To George Washington from Major Joseph Watkins, 9 April 1778
From Major Joseph Watkins
Lebanon [Pa.] April 9th 1778
Sir
I have the Honor to inclose to your Excellency a Return of Ordnance and Military Stores at this Place.1 The Ordnance were sent up here from Camp, they are not fit for service, and I have not had it in my power to get them repaired for want of Work Men. The Military Stores are all contained in the only C[h]urch that could be appropriated for a Magazine at this Place.2
Since I first came here I have been as assiduous as I possibly could in procuring Men and Materials, but as yet have got only 53 Men who are employed in making Musket Cartridges and casting Ball & Buck Shot; they are engag’d for 6 Months. Shall continue to use all the means in my power to increase the number to 200. I am apprehensive the number of Musket Cartridges will fall greatly short of the Quantity expected, owing to a dispointment of Men Coll Sweers3 informed me the Honl. Board of War had ordered from Lancaster. I have but small expectations of being able to collect a sufficient number of Men unless they could be procured in some way from the Standing Army. I shall with pleasure and alacrity execute any orders your Excellency may be pleased to Honor me with. I have the Honor to be Your Excellency’s Most obedient huml. Servt
Jos. Watkins C. O. & M. Stores
LS, DLC:GW.
1. The enclosed return has not been identified, but see “A Return of Arms, Accoutrements &c. Received and Delivered by Majr. Jonathan Gostelowe Comy Mily Stores (to the Different Battalions, Regiments &c. of the United States) Under the Command of Coll Benjamin Flower Comy Genl Mily Stores from the 1st of March to the 31st Instt 1778 at Lebanon,” in DNA: RG 93, manuscript file, no. 20999.

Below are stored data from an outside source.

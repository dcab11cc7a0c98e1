//! File loading: format detection (RON/JSON/TOML), file discovery, and
//! deserialization of network and species files.

use crate::schema::{into_dictionary_set, NetworkData, SpeciesData};
use reactnet_core::{DictionaryError, DictionarySet, SpeciesError, SpeciesTable};
use serde::de::DeserializeOwned;
use std::path::{Path, PathBuf};
use tracing::debug;

/// Base name of the network file inside a case directory.
pub const NETWORK_FILE: &str = "network";
/// Base name of the species file inside a case directory.
pub const SPECIES_FILE: &str = "species";

// ===========================================================================
// Errors
// ===========================================================================

/// Errors that can occur while reading data files.
#[derive(Debug, thiserror::Error)]
pub enum DataLoadError {
    /// A required data file was not found in the given directory.
    #[error("required file '{file}' not found in {dir}")]
    MissingRequired { file: String, dir: PathBuf },

    /// The file has an extension we don't support.
    #[error("unsupported format for file: {file}")]
    UnsupportedFormat { file: PathBuf },

    /// Two files with the same base name but different formats exist.
    #[error("conflicting formats: {a} and {b}")]
    ConflictingFormats { a: PathBuf, b: PathBuf },

    /// A deserialization error occurred.
    #[error("parse error in {file}: {detail}")]
    Parse { file: PathBuf, detail: String },

    /// A duplicate name was found.
    #[error("duplicate name '{name}' in {file}")]
    DuplicateName { file: PathBuf, name: String },

    /// An I/O error occurred.
    #[error(transparent)]
    Io(#[from] std::io::Error),
}

// ===========================================================================
// Format detection
// ===========================================================================

/// Supported data file formats.
#[derive(Debug, Clone, Copy, PartialEq, Eq)]
pub enum Format {
    Ron,
    Toml,
    Json,
}

/// Detect the format of a file based on its extension.
pub fn detect_format(path: &Path) -> Result<Format, DataLoadError> {
    match path.extension().and_then(|e| e.to_str()) {
        Some("ron") => Ok(Format::Ron),
        Some("toml") => Ok(Format::Toml),
        Some("json") => Ok(Format::Json),
        _ => Err(DataLoadError::UnsupportedFormat {
            file: path.to_path_buf(),
        }),
    }
}

// ===========================================================================
// File discovery
// ===========================================================================

/// Scan a directory for a data file with the given base name (without extension).
///
/// Looks for `{base_name}.ron`, `{base_name}.toml`, and `{base_name}.json`.
/// Returns `Ok(None)` if no file is found, or `Err(ConflictingFormats)` if
/// multiple formats exist for the same base name.
pub fn find_data_file(dir: &Path, base_name: &str) -> Result<Option<PathBuf>, DataLoadError> {
    let mut found: Option<PathBuf> = None;

    for ext in ["ron", "toml", "json"] {
        let candidate = dir.join(format!("{base_name}.{ext}"));
        if candidate.exists() {
            if let Some(existing) = found {
                return Err(DataLoadError::ConflictingFormats {
                    a: existing,
                    b: candidate,
                });
            }
            found = Some(candidate);
        }
    }

    Ok(found)
}

/// Like [`find_data_file`], but returns an error if no file is found.
pub fn require_data_file(dir: &Path, base_name: &str) -> Result<PathBuf, DataLoadError> {
    find_data_file(dir, base_name)?.ok_or_else(|| DataLoadError::MissingRequired {
        file: base_name.to_string(),
        dir: dir.to_path_buf(),
    })
}

// ===========================================================================
// Deserialization
// ===========================================================================

/// Deserialize `content` according to `format`. `file` is only used for errors.
pub fn deserialize_str<T: DeserializeOwned>(
    content: &str,
    format: Format,
    file: &Path,
) -> Result<T, DataLoadError> {
    let parse_error = |detail: String| DataLoadError::Parse {
        file: file.to_path_buf(),
        detail,
    };
    match format {
        Format::Ron => ron::from_str(content).map_err(|e| parse_error(e.to_string())),
        Format::Json => serde_json::from_str(content).map_err(|e| parse_error(e.to_string())),
        Format::Toml => toml::from_str(content).map_err(|e| parse_error(e.to_string())),
    }
}

/// Read a file and deserialize it according to its format (detected from extension).
pub fn deserialize_file<T: DeserializeOwned>(path: &Path) -> Result<T, DataLoadError> {
    let format = detect_format(path)?;
    let content = std::fs::read_to_string(path)?;
    deserialize_str(&content, format, path)
}

/// Deserialize a list from a file. For TOML files, extracts the array at the
/// given `toml_key` from a top-level table. For RON and JSON, deserializes
/// directly as `Vec<T>`.
pub fn deserialize_list<T: DeserializeOwned>(
    path: &Path,
    toml_key: &str,
) -> Result<Vec<T>, DataLoadError> {
    let format = detect_format(path)?;
    let content = std::fs::read_to_string(path)?;

    match format {
        Format::Ron | Format::Json => deserialize_str(&content, format, path),
        Format::Toml => {
            let mut table: toml::Table = deserialize_str(&content, format, path)?;
            let array = table.remove(toml_key).ok_or_else(|| DataLoadError::Parse {
                file: path.to_path_buf(),
                detail: format!("missing key '{toml_key}' in TOML file"),
            })?;
            array
                .try_into()
                .map_err(|e: toml::de::Error| DataLoadError::Parse {
                    file: path.to_path_buf(),
                    detail: e.to_string(),
                })
        }
    }
}

// ===========================================================================
// Network and species files
// ===========================================================================

/// Parse network dictionaries from an in-memory string.
pub fn parse_dictionaries(content: &str, format: Format) -> Result<DictionarySet, DataLoadError> {
    let file = Path::new("<memory>");
    let data: NetworkData = deserialize_str(content, format, file)?;
    dictionary_set(data, file)
}

/// Load the network dictionaries from a RON, JSON or TOML file.
/// Each dictionary name may appear only once.
pub fn load_dictionaries(path: &Path) -> Result<DictionarySet, DataLoadError> {
    let data: NetworkData = deserialize_file(path)?;
    let set = dictionary_set(data, path)?;
    debug!(file = %path.display(), dictionaries = set.len(), "loaded network dictionaries");
    Ok(set)
}

fn dictionary_set(data: NetworkData, file: &Path) -> Result<DictionarySet, DataLoadError> {
    into_dictionary_set(data).map_err(|e| match e {
        DictionaryError::Duplicate { dictionary } => DataLoadError::DuplicateName {
            file: file.to_path_buf(),
            name: dictionary,
        },
        other => DataLoadError::Parse {
            file: file.to_path_buf(),
            detail: other.to_string(),
        },
    })
}

/// Load a species table. Species names must be unique and molecular weights
/// finite and positive.
pub fn load_species(path: &Path) -> Result<SpeciesTable, DataLoadError> {
    let data: Vec<SpeciesData> = deserialize_list(path, "species")?;
    let mut table = SpeciesTable::new();
    for entry in &data {
        table.add(entry.to_species()).map_err(|e| match e {
            SpeciesError::Duplicate { name } => DataLoadError::DuplicateName {
                file: path.to_path_buf(),
                name,
            },
            invalid => DataLoadError::Parse {
                file: path.to_path_buf(),
                detail: invalid.to_string(),
            },
        })?;
    }
    debug!(file = %path.display(), species = data.len(), "loaded species table");
    Ok(table)
}

/// Load `network.{ron,toml,json}` and `species.{ron,toml,json}` from a case directory.
pub fn load_case(dir: &Path) -> Result<(DictionarySet, SpeciesTable), DataLoadError> {
    let network = load_dictionaries(&require_data_file(dir, NETWORK_FILE)?)?;
    let species = load_species(&require_data_file(dir, SPECIES_FILE)?)?;
    Ok((network, species))
}

// ===========================================================================
// Tests
// ===========================================================================
//! Constraint validation of a dictionary against a grammar.
//!
//! Validation only inspects which keywords are present. It never reads or
//! converts values, so it is pure and cheap: O(keywords x group size).

use crate::dictionary::RawDictionary;
use crate::error::ConfigError;
use crate::grammar::Grammar;

// ---------------------------------------------------------------------------
// Entry points
// ---------------------------------------------------------------------------

/// Check `dictionary` against `grammar`, returning the first violated rule.
pub fn validate(dictionary: &RawDictionary, grammar: &Grammar) -> Result<(), ConfigError> {
    match violations(dictionary, grammar).into_iter().next() {
        Some(err) => Err(err),
        None => Ok(()),
    }
}

/// Collect every violated rule, in check order: unknown keywords, required
/// keywords, conflicts, companions, implied exclusions, group cardinality.
pub fn violations(dictionary: &RawDictionary, grammar: &Grammar) -> Vec<ConfigError> {
    let mut errors = Vec::new();
    check_unknown(dictionary, grammar, &mut errors);
    check_required(dictionary, grammar, &mut errors);
    check_conflicts(dictionary, grammar, &mut errors);
    check_companions(dictionary, grammar, &mut errors);
    check_implied(dictionary, grammar, &mut errors);
    check_groups(dictionary, grammar, &mut errors);
    errors
}

// ---------------------------------------------------------------------------
// Individual checks
// ---------------------------------------------------------------------------

fn check_unknown(dictionary: &RawDictionary, grammar: &Grammar, errors: &mut Vec<ConfigError>) {
    for key in dictionary.keys() {
        if !grammar.declares(key) {
            errors.push(ConfigError::UnknownKeyword {
                keyword: key.to_string(),
                block: dictionary.name().to_string(),
            });
        }
    }
}

/// A required keyword with conflicts is satisfied by any of its alternatives.
fn check_required(dictionary: &RawDictionary, grammar: &Grammar, errors: &mut Vec<ConfigError>) {
    let mut reported: Vec<Vec<&str>> = Vec::new();
    for rule in grammar.rules().iter().filter(|r| r.required) {
        if dictionary.exists(&rule.name) || rule.conflicts.iter().any(|c| dictionary.exists(c)) {
            continue;
        }
        let alternatives: Vec<&str> = std::iter::once(&rule.name)
            .chain(rule.conflicts.iter())
            .map(String::as_str)
            .collect();
        let mut key = alternatives.clone();
        key.sort_unstable();
        if reported.contains(&key) {
            continue;
        }
        reported.push(key);
        let keyword = alternatives.join(" | ");
        errors.push(ConfigError::MissingRequiredKeyword {
            keyword,
            block: dictionary.name().to_string(),
        });
    }
}

fn check_conflicts(dictionary: &RawDictionary, grammar: &Grammar, errors: &mut Vec<ConfigError>) {
    let mut reported: Vec<Vec<String>> = Vec::new();
    for rule in grammar.rules() {
        if !dictionary.exists(&rule.name) {
            continue;
        }
        let mut present: Vec<String> = rule
            .conflicts
            .iter()
            .filter(|c| dictionary.exists(c))
            .cloned()
            .collect();
        if present.is_empty() {
            continue;
        }
        present.insert(0, rule.name.clone());

        let mut key = present.clone();
        key.sort();
        if reported.contains(&key) {
            continue;
        }
        reported.push(key);
        errors.push(ConfigError::ConflictingKeywords {
            present,
            block: dictionary.name().to_string(),
        });
    }
}

fn check_companions(dictionary: &RawDictionary, grammar: &Grammar, errors: &mut Vec<ConfigError>) {
    for rule in grammar.rules() {
        if rule.needs_one_of.is_empty() || !dictionary.exists(&rule.name) {
            continue;
        }
        if !rule.needs_one_of.iter().any(|n| dictionary.exists(n)) {
            errors.push(ConfigError::MissingCompanion {
                keyword: rule.name.clone(),
                needs: rule.needs_one_of.clone(),
                block: dictionary.name().to_string(),
            });
        }
    }
}

fn check_implied(dictionary: &RawDictionary, grammar: &Grammar, errors: &mut Vec<ConfigError>) {
    let mut reported: Vec<(String, String)> = Vec::new();
    for rule in grammar.rules() {
        if !dictionary.exists(&rule.name) {
            continue;
        }
        for forbidden in rule.implies.iter().filter(|f| dictionary.exists(f)) {
            let pair = if rule.name < *forbidden {
                (rule.name.clone(), forbidden.clone())
            } else {
                (forbidden.clone(), rule.name.clone())
            };
            if reported.contains(&pair) {
                continue;
            }
            reported.push(pair);
            errors.push(ConfigError::ForbiddenKeyword {
                keyword: forbidden.clone(),
                chosen: rule.name.clone(),
                block: dictionary.name().to_string(),
            });
        }
    }
}

fn check_groups(dictionary: &RawDictionary, grammar: &Grammar, errors: &mut Vec<ConfigError>) {
    for group in grammar.groups() {
        if let Some(trigger) = &group.when {
            if !dictionary.exists(trigger) {
                continue;
            }
        }
        let found = group
            .members
            .iter()
            .filter(|m| dictionary.exists(m))
            .count();
        if found < group.min {
            errors.push(ConfigError::UnderSpecified {
                group: group.name.clone(),
                required: group.min,
                found,
                block: dictionary.name().to_string(),
            });
        } else if found > group.max {
            errors.push(ConfigError::OverSpecified {
                group: group.name.clone(),
                allowed: group.max,
                found,
                block: dictionary.name().to_string(),
            });
        }
    }
}

// ===========================================================================
// Tests
// ===========================================================================
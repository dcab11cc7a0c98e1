use crate::dictionary::DictionaryError;
use crate::grammar::GrammarError;
use crate::units::{Quantity, UnitError};

/// Why a configuration block was rejected. Every variant names the block
/// (dictionary) or unit it came from.
#[derive(Debug, Clone, PartialEq, thiserror::Error)]
pub enum ConfigError {
    #[error("missing required keyword '{keyword}' in {block}")]
    MissingRequiredKeyword { keyword: String, block: String },

    #[error("keyword '{keyword}' is not recognized in {block}")]
    UnknownKeyword { keyword: String, block: String },

    #[error("conflicting keywords {} in {block}", .present.join(", "))]
    ConflictingKeywords { present: Vec<String>, block: String },

    #[error("keyword '{keyword}' in {block} needs one of: {}", .needs.join(", "))]
    MissingCompanion {
        keyword: String,
        needs: Vec<String>,
        block: String,
    },

    #[error("keyword '{keyword}' in {block} is not allowed once '{chosen}' is given")]
    ForbiddenKeyword {
        keyword: String,
        chosen: String,
        block: String,
    },

    #[error("{block}: group '{group}' requires at least {required} keyword(s), found {found}")]
    UnderSpecified {
        group: String,
        required: usize,
        found: usize,
        block: String,
    },

    #[error("{block}: group '{group}' allows at most {allowed} keyword(s), found {found}")]
    OverSpecified {
        group: String,
        allowed: usize,
        found: usize,
        block: String,
    },

    #[error("unknown {quantity} unit '{unit}' in {block}")]
    UnknownUnit {
        quantity: Quantity,
        unit: String,
        block: String,
    },

    #[error("composition in {block} must sum to 1, found {sum}")]
    CompositionNotNormalized { sum: f64, block: String },

    #[error("species '{name}' in {block} is not in the thermodynamic model")]
    UnknownSpeciesName { name: String, block: String },

    #[error("invalid geometry for reactor {reactor}: {detail}")]
    InvalidGeometryCombination { reactor: String, detail: String },

    #[error("energy mode {mode} requires '{field}' for reactor {reactor}")]
    MissingModeRequiredField {
        mode: String,
        field: String,
        reactor: String,
    },

    #[error("invalid value '{value}' for '{keyword}' in {block}: {reason}")]
    InvalidValue {
        keyword: String,
        value: String,
        reason: String,
        block: String,
    },

    #[error("{unit}: {phases} outlet phase(s) but {streams} outlet stream(s)")]
    OutletMismatch {
        unit: String,
        phases: usize,
        streams: usize,
    },

    #[error("dictionary '{name}' referenced by '{referenced_by}' is not defined")]
    UndefinedDictionary { name: String, referenced_by: String },

    #[error("unit name '{name}' is declared more than once")]
    DuplicateUnit { name: String },

    #[error(transparent)]
    Dictionary(#[from] DictionaryError),

    #[error(transparent)]
    Grammar(#[from] GrammarError),
}

impl ConfigError {
    /// Attach the block name to a unit conversion failure.
    pub fn unit(err: UnitError, block: &str) -> Self {
        ConfigError::UnknownUnit {
            quantity: err.quantity,
            unit: err.unit,
            block: block.to_string(),
        }
    }

    pub fn invalid(keyword: &str, value: impl ToString, reason: &str, block: &str) -> Self {
        ConfigError::InvalidValue {
            keyword: keyword.to_string(),
            value: value.to_string(),
            reason: reason.to_string(),
            block: block.to_string(),
        }
    }
}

2. On 1 May, George Neisser, a Moravian minister at York, Pa., recorded in his diary, “Adam Orth and Christopher Kucker arrived from Lebanon with a letter from the pastor of the congregation to the Board of War, in which he asks for relief, since Major Watkins has filled his church with gunpowder.” On Neisser’s advice, Orth and Kucker, with the assistance of Robert Morris, drew up a memorial on the subject, and on 4 May the board replied that other stores would replace the powder ( 434–35).
3. Cornelius Sweers, who had been appointed assistant commissary of military stores at Philadelphia in early 1777 and promoted by the Board of War to deputy commissary of military stores in January 1778, was arrested in June 1778 on charges of fraud and forgery in his accounts. He was subsequently investigated by Congress and tried, resulting in a verdict against his property that was still unsettled in 1782 ( , 11:627–28, 656, 831–34, 22:277; , 5:341).